Неловко умирать при чужих… Неловко падать и умирать при чужих… Не умер. Не упал. Дождался-таки, стоя на подгибающихся ногах, когда занавес наконец опустился, и тут его с одной стороны подхватил Горький, с другой Миролюбов, отвели в уборную Качалова, хотели уложить на диван, но Чехов упорствовал и, лишь когда остались вдвоем с Качаловым, произнес: «А я в самом деле прилягу с вашего разрешения». Однако, когда начался четвертый акт, поднялся. «Пойдем посмотрим, как „мои“ будут расставаться с „Вишневым садом“, послушаем, как начнут рубить деревья». Те самые звуки, которые раздаются, когда заколачивают крышку гроба… А чем еще могло венчаться это действо!
Вообще звуки не сцене не только слова, а обыкновенные, сугубо вспомогательные, казалось бы, звуки: звон колокола, какой-нибудь скрип — были для Чехова чрезвычайно важны, об этом в своих мемуарах пишет Станиславский. Это важное свидетельство. Важное в том плане, что, как утверждают врачи, звуки — это последнее, что воспринимает умирающий. А он таковым, по сути дела, уже был.

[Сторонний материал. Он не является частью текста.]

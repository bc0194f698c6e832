//! Task input validation
//!
//! Checks user supplied task fields before they reach the task store, so a
//! rejected add or edit never leaves a partial write behind.

use crate::error::ValidationError;

/// Maximum accepted path length in bytes
const MAX_PATH_LENGTH: usize = 4096;

/// Validate a polling interval and return it as whole seconds.
pub fn validate_interval(interval_seconds: i64) -> Result<u64, ValidationError> {
    if interval_seconds <= 0 {
        return Err(ValidationError::NonPositiveInterval(interval_seconds));
    }
    Ok(interval_seconds as u64)
}

/// Validate a source or target path argument.
///
/// Paths are opaque to the scheduler: existence is not checked here, only
/// that the value can be handed to a copy executor.
pub fn validate_path_argument(field: &'static str, path: &str) -> Result<(), ValidationError> {
    if path.trim().is_empty() {
        return Err(ValidationError::EmptyPath(field));
    }

    if path.len() > MAX_PATH_LENGTH {
        return Err(ValidationError::PathTooLong {
            field,
            len: path.len(),
            max: MAX_PATH_LENGTH,
        });
    }

    if path.contains('\0') {
        return Err(ValidationError::NullByte(field));
    }

    Ok(())
}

«Знал ли он размеры и значение своей болезни? — спрашивает Куприн, не раз встречавшийся с ним тогда. — Я думаю, знал, но бестрепетно, как врач и мудрец, глядел в глаза надвигающейся смерти. Были разные мелкие обстоятельства, указывающие на это».
Но и без «мелких обстоятельств», по одному внешнему виду, можно было понять, в каком он состоянии. Борис Зайцев вспоминал много лет спустя о своей встрече с Чеховым в ту как раз зиму, на одной из знаменитых «сред» Телешова: «Чехов был неузнаваем. В огромную столовую Николая Дмитриевича на Чистых прудах ввела под руку к ужину Ольга Леонардовна поседевшего, худого человека с землистым лицом. Чехов был уже иконой. Вокруг него создавалось некое почтительное „мертвое пространство“ — впрочем, ему трудно было бы и заполнить его по своей слабости».
Премьера «Вишневого сада» — это «мертвое пространство» увеличило еще больше. Не слишком чуткие люди пытались преодолеть его — визитеры, бесконечные визитеры, которым Чехов в силу своей деликатности отказать не мог.
«Москва — очень хороший город, — пишет он через два дня после триумфа в Художественном театре ялтинскому врачу Средину. — Но здесь страшная толкотня, ни одной свободной минуты, все время приходится встречать и провожать и подолгу говорить, так что в редкие свободные минуты я уже начинаю мечтать о своем возвращении к ялтинским пенатам, и мечтаю, надо сознаться, не без удовольствия».
Это — удивительное признание. Но — неполное. Что-то тут Чехов явно недоговаривает, такова уж его манера общения с людьми. Он и на репетициях своих пьес ограничивался, как правило, короткими, на первый взгляд ничего не значащими репликами, суть которых актеры и режиссеры постигали лишь впоследствии.